EXERCISE DESCRIPTION | For the data below, report how many lines contain the string "StatusCode" and write nothing more.

◇ ◇ ◇ ◇ ◇ ◇ ◇

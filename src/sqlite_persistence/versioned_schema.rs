use anyhow::{bail, Context, Result};
use rusqlite::{params, Connection};

/// Offset added to schema versions before they are written to `PRAGMA user_version`,
/// so a database created by something else is never mistaken for one of ours.
pub const BASE_DB_VERSION: usize = 99999;

#[macro_export]
macro_rules! sqlite_column {
    ($name:expr, $sql_type:expr $(, $field:ident = $value:expr)*) => {
        {
            #[allow(unused_mut)]
            let mut column = Column {
                name: $name,
                sql_type: $sql_type,
                is_primary_key: false,
                non_null: false,
                is_unique: false,
                default_value: None,
            };
            $(
                column.$field = $value;
            )*
            column
        }
    };
}

#[derive(Debug, PartialEq, Eq)]
pub enum SqlType {
    Text,
    Integer,
    Real,
    Blob,
}

impl SqlType {
    fn as_sql(&self) -> &'static str {
        match self {
            SqlType::Text => "TEXT",
            SqlType::Integer => "INTEGER",
            SqlType::Real => "REAL",
            SqlType::Blob => "BLOB",
        }
    }

    fn from_sql(declared: &str) -> Option<&'static SqlType> {
        match declared {
            "TEXT" => Some(&SqlType::Text),
            "INTEGER" => Some(&SqlType::Integer),
            "REAL" => Some(&SqlType::Real),
            "BLOB" => Some(&SqlType::Blob),
            _ => None,
        }
    }
}

pub struct Column {
    pub name: &'static str,
    pub sql_type: &'static SqlType,
    pub is_primary_key: bool,
    pub non_null: bool,
    /// Column-level UNIQUE; enforced by SQLite through an automatic index.
    pub is_unique: bool,
    pub default_value: Option<&'static str>,
}

pub struct Table {
    pub name: &'static str,
    pub columns: &'static [Column],
    /// `(index_name, indexed_columns)`
    pub indices: &'static [(&'static str, &'static str)],
}

impl Table {
    fn create_sql(&self) -> String {
        let columns = self
            .columns
            .iter()
            .map(|column| {
                let mut def = format!("{} {}", column.name, column.sql_type.as_sql());
                if column.is_primary_key {
                    def.push_str(" PRIMARY KEY");
                }
                if column.non_null {
                    def.push_str(" NOT NULL");
                }
                if column.is_unique {
                    def.push_str(" UNIQUE");
                }
                if let Some(default_value) = column.default_value {
                    def.push_str(&format!(" DEFAULT {}", default_value));
                }
                def
            })
            .collect::<Vec<_>>()
            .join(", ");
        format!("CREATE TABLE {} ({});", self.name, columns)
    }

    pub fn create(&self, conn: &Connection) -> Result<()> {
        conn.execute(&self.create_sql(), params![])
            .with_context(|| format!("Failed to create table {}", self.name))?;
        for (index_name, indexed_columns) in self.indices {
            conn.execute(
                &format!(
                    "CREATE INDEX {} ON {}({});",
                    index_name, self.name, indexed_columns
                ),
                params![],
            )?;
        }
        Ok(())
    }

    fn validate(&self, conn: &Connection) -> Result<()> {
        struct ActualColumn {
            name: String,
            declared_type: String,
            non_null: bool,
            is_primary_key: bool,
        }

        let mut stmt = conn.prepare(&format!("PRAGMA table_info({});", self.name))?;
        let actual = stmt
            .query_map(params![], |row| {
                Ok(ActualColumn {
                    name: row.get(1)?,
                    declared_type: row.get(2)?,
                    non_null: row.get::<_, i32>(3)? == 1,
                    is_primary_key: row.get::<_, i32>(5)? == 1,
                })
            })?
            .collect::<rusqlite::Result<Vec<_>>>()?;

        if actual.len() != self.columns.len() {
            bail!(
                "Table {} has {} columns, expected {} ({})",
                self.name,
                actual.len(),
                self.columns.len(),
                self.columns
                    .iter()
                    .map(|c| c.name)
                    .collect::<Vec<_>>()
                    .join(", ")
            );
        }

        for (actual_column, expected) in actual.iter().zip(self.columns.iter()) {
            if actual_column.name != expected.name {
                bail!(
                    "Table {} column name mismatch: expected {}, got {}",
                    self.name,
                    expected.name,
                    actual_column.name
                );
            }
            if SqlType::from_sql(&actual_column.declared_type) != Some(expected.sql_type) {
                bail!(
                    "Table {} column {} type mismatch: expected {:?}, got {}",
                    self.name,
                    expected.name,
                    expected.sql_type,
                    actual_column.declared_type
                );
            }
            if actual_column.non_null != expected.non_null {
                bail!(
                    "Table {} column {} non-null mismatch: expected {}, got {}",
                    self.name,
                    expected.name,
                    expected.non_null,
                    actual_column.non_null
                );
            }
            if actual_column.is_primary_key != expected.is_primary_key {
                bail!(
                    "Table {} column {} primary key mismatch: expected {}, got {}",
                    self.name,
                    expected.name,
                    expected.is_primary_key,
                    actual_column.is_primary_key
                );
            }
        }

        for (index_name, _) in self.indices {
            let exists = conn
                .query_row(
                    "SELECT 1 FROM sqlite_master WHERE type='index' AND name=?1 AND tbl_name=?2",
                    params![index_name, self.name],
                    |_| Ok(true),
                )
                .unwrap_or(false);
            if !exists {
                bail!("Table {} is missing index '{}'", self.name, index_name);
            }
        }

        let unique_columns = self.unique_single_columns(conn)?;
        for column in self.columns.iter().filter(|c| c.is_unique) {
            if !unique_columns.iter().any(|name| name == column.name) {
                bail!(
                    "Table {} is missing unique constraint on column {}",
                    self.name,
                    column.name
                );
            }
        }
        Ok(())
    }

    /// Names of columns covered by a single-column unique index.
    fn unique_single_columns(&self, conn: &Connection) -> Result<Vec<String>> {
        let mut stmt = conn.prepare(&format!("PRAGMA index_list({});", self.name))?;
        let unique_indices = stmt
            .query_map(params![], |row| {
                Ok((row.get::<_, String>(1)?, row.get::<_, i32>(2)? == 1))
            })?
            .collect::<rusqlite::Result<Vec<_>>>()?
            .into_iter()
            .filter_map(|(name, unique)| unique.then_some(name))
            .collect::<Vec<_>>();

        let mut columns = Vec::new();
        for index_name in unique_indices {
            let mut stmt = conn.prepare(&format!("PRAGMA index_info('{}');", index_name))?;
            let indexed = stmt
                .query_map(params![], |row| row.get::<_, String>(2))?
                .collect::<rusqlite::Result<Vec<_>>>()?;
            if let [single] = indexed.as_slice() {
                columns.push(single.clone());
            }
        }
        Ok(columns)
    }
}

pub struct VersionedSchema {
    pub version: usize,
    pub tables: &'static [Table],
    pub migration: Option<fn(&Connection) -> Result<()>>,
}

impl VersionedSchema {
    pub fn create(&self, conn: &Connection) -> Result<()> {
        for table in self.tables {
            table.create(conn)?;
        }
        conn.execute(
            &format!("PRAGMA user_version = {}", BASE_DB_VERSION + self.version),
            [],
        )?;
        Ok(())
    }

    pub fn validate(&self, conn: &Connection) -> Result<()> {
        for table in self.tables {
            table.validate(conn)?;
        }
        Ok(())
    }
}

/// Reads the schema version stored in `PRAGMA user_version`, minus [`BASE_DB_VERSION`].
pub fn read_schema_version(conn: &Connection) -> Result<i64> {
    let raw_version: i64 = conn.query_row("PRAGMA user_version;", [], |row| row.get(0))?;
    Ok(raw_version - BASE_DB_VERSION as i64)
}
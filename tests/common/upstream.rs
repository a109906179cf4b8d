//! Fake upstream search API for ingestion tests
//!
//! Serves `GET /search` on a random port. Requests carrying [`GOOD_API_KEY`]
//! receive the currently configured items, [`EXHAUSTED_API_KEY`] receives a
//! quota error and any other key a bad request.

use super::constants::*;
use axum::{
    extract::{Query, State},
    http::StatusCode,
    response::{IntoResponse, Response},
    routing::get,
    Json, Router,
};
use serde_json::{json, Value};
use std::collections::HashMap;
use std::sync::{Arc, Mutex};
use tokio::net::TcpListener;

#[derive(Default)]
struct UpstreamState {
    items: Mutex<Vec<Value>>,
    requests: Mutex<Vec<HashMap<String, String>>>,
}

pub struct FakeUpstream {
    /// Base URL to hand to the search client (e.g., "http://127.0.0.1:12345")
    pub base_url: String,
    state: Arc<UpstreamState>,
    _shutdown_tx: Option<tokio::sync::oneshot::Sender<()>>,
}

async fn search(
    State(state): State<Arc<UpstreamState>>,
    Query(params): Query<HashMap<String, String>>,
) -> Response {
    let key = params.get("key").cloned().unwrap_or_default();
    state.requests.lock().unwrap().push(params);

    match key.as_str() {
        GOOD_API_KEY => {
            let items = state.items.lock().unwrap().clone();
            Json(json!({ "kind": "youtube#searchListResponse", "items": items })).into_response()
        }
        EXHAUSTED_API_KEY => (
            StatusCode::FORBIDDEN,
            Json(json!({ "error": { "code": 403, "message": "quotaExceeded" } })),
        )
            .into_response(),
        _ => (
            StatusCode::BAD_REQUEST,
            Json(json!({ "error": { "code": 400, "message": "API key not valid" } })),
        )
            .into_response(),
    }
}

impl FakeUpstream {
    pub async fn spawn() -> Self {
        let state = Arc::new(UpstreamState::default());
        let app = Router::new()
            .route("/search", get(search))
            .with_state(state.clone());

        let listener = TcpListener::bind("127.0.0.1:0")
            .await
            .expect("Failed to bind to random port");
        let port = listener
            .local_addr()
            .expect("Failed to get local address")
            .port();

        let (shutdown_tx, shutdown_rx) = tokio::sync::oneshot::channel::<()>();
        tokio::spawn(async move {
            axum::serve(listener, app)
                .with_graceful_shutdown(async {
                    shutdown_rx.await.ok();
                })
                .await
                .expect("Fake upstream failed");
        });

        Self {
            base_url: format!("http://127.0.0.1:{}", port),
            state,
            _shutdown_tx: Some(shutdown_tx),
        }
    }

    /// Replaces the items returned to the accepted key
    pub fn set_items(&self, items: Vec<Value>) {
        *self.state.items.lock().unwrap() = items;
    }

    /// Query strings of every request received so far, in order
    pub fn requests(&self) -> Vec<HashMap<String, String>> {
        self.state.requests.lock().unwrap().clone()
    }
}

impl Drop for FakeUpstream {
    fn drop(&mut self) {
        if let Some(tx) = self._shutdown_tx.take() {
            let _ = tx.send(());
        }
    }
}
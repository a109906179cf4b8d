//! SQLite schema for the video database.

use crate::sqlite_column;
use crate::sqlite_persistence::{Column, SqlType, Table, VersionedSchema};
use rusqlite::{params, Connection};

// =============================================================================
// Version 1 - Discovered videos
// =============================================================================

/// One row per upstream video. `published_at` is stored as unix milliseconds (UTC).
const VIDEOS_TABLE_V1: Table = Table {
    name: "videos",
    columns: &[
        sqlite_column!("id", &SqlType::Integer, is_primary_key = true), // AUTOINCREMENT
        sqlite_column!("video_id", &SqlType::Text, non_null = true, is_unique = true),
        sqlite_column!("title", &SqlType::Text, non_null = true),
        sqlite_column!("description", &SqlType::Text, non_null = true),
        sqlite_column!("published_at", &SqlType::Integer, non_null = true),
        sqlite_column!("thumbnail_url", &SqlType::Text, non_null = true),
        sqlite_column!("video_url", &SqlType::Text, non_null = true),
    ],
    indices: &[
        ("idx_videos_published_at", "published_at"),
        ("idx_videos_title", "title"),
    ],
};

// =============================================================================
// Version 2 - Unicode-folded search columns
// =============================================================================

/// SQLite `LIKE` only folds ASCII, so searchable text is also stored lowercased
/// with full Unicode case mapping. Both `*_folded` columns are written on insert.
const VIDEOS_TABLE_V2: Table = Table {
    name: "videos",
    columns: &[
        sqlite_column!("id", &SqlType::Integer, is_primary_key = true), // AUTOINCREMENT
        sqlite_column!("video_id", &SqlType::Text, non_null = true, is_unique = true),
        sqlite_column!("title", &SqlType::Text, non_null = true),
        sqlite_column!("description", &SqlType::Text, non_null = true),
        sqlite_column!("published_at", &SqlType::Integer, non_null = true),
        sqlite_column!("thumbnail_url", &SqlType::Text, non_null = true),
        sqlite_column!("video_url", &SqlType::Text, non_null = true),
        sqlite_column!(
            "title_folded",
            &SqlType::Text,
            non_null = true,
            default_value = Some("''")
        ),
        sqlite_column!(
            "description_folded",
            &SqlType::Text,
            non_null = true,
            default_value = Some("''")
        ),
    ],
    indices: &[
        ("idx_videos_published_at", "published_at"),
        ("idx_videos_title", "title"),
    ],
};

/// Case folding applied to searchable text and to search terms.
pub fn fold_case(text: &str) -> String {
    text.to_lowercase()
}

/// Migration from version 1 to version 2: add and backfill the folded columns
fn migrate_v1_to_v2(conn: &Connection) -> anyhow::Result<()> {
    conn.execute(
        "ALTER TABLE videos ADD COLUMN title_folded TEXT NOT NULL DEFAULT ''",
        [],
    )?;
    conn.execute(
        "ALTER TABLE videos ADD COLUMN description_folded TEXT NOT NULL DEFAULT ''",
        [],
    )?;

    let mut stmt = conn.prepare("SELECT id, title, description FROM videos")?;
    let rows = stmt
        .query_map([], |row| {
            Ok((
                row.get::<_, i64>(0)?,
                row.get::<_, String>(1)?,
                row.get::<_, String>(2)?,
            ))
        })?
        .collect::<rusqlite::Result<Vec<_>>>()?;

    for (id, title, description) in rows {
        conn.execute(
            "UPDATE videos SET title_folded = ?1, description_folded = ?2 WHERE id = ?3",
            params![fold_case(&title), fold_case(&description), id],
        )?;
    }
    Ok(())
}

pub const VIDEO_VERSIONED_SCHEMAS: &[VersionedSchema] = &[
    VersionedSchema {
        version: 1,
        tables: &[VIDEOS_TABLE_V1],
        migration: None,
    },
    VersionedSchema {
        version: 2,
        tables: &[VIDEOS_TABLE_V2],
        migration: Some(migrate_v1_to_v2),
    },
];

◇ ◇ ◇ ◇ ◇ ◇ ◇

TASK RESPONSE | 3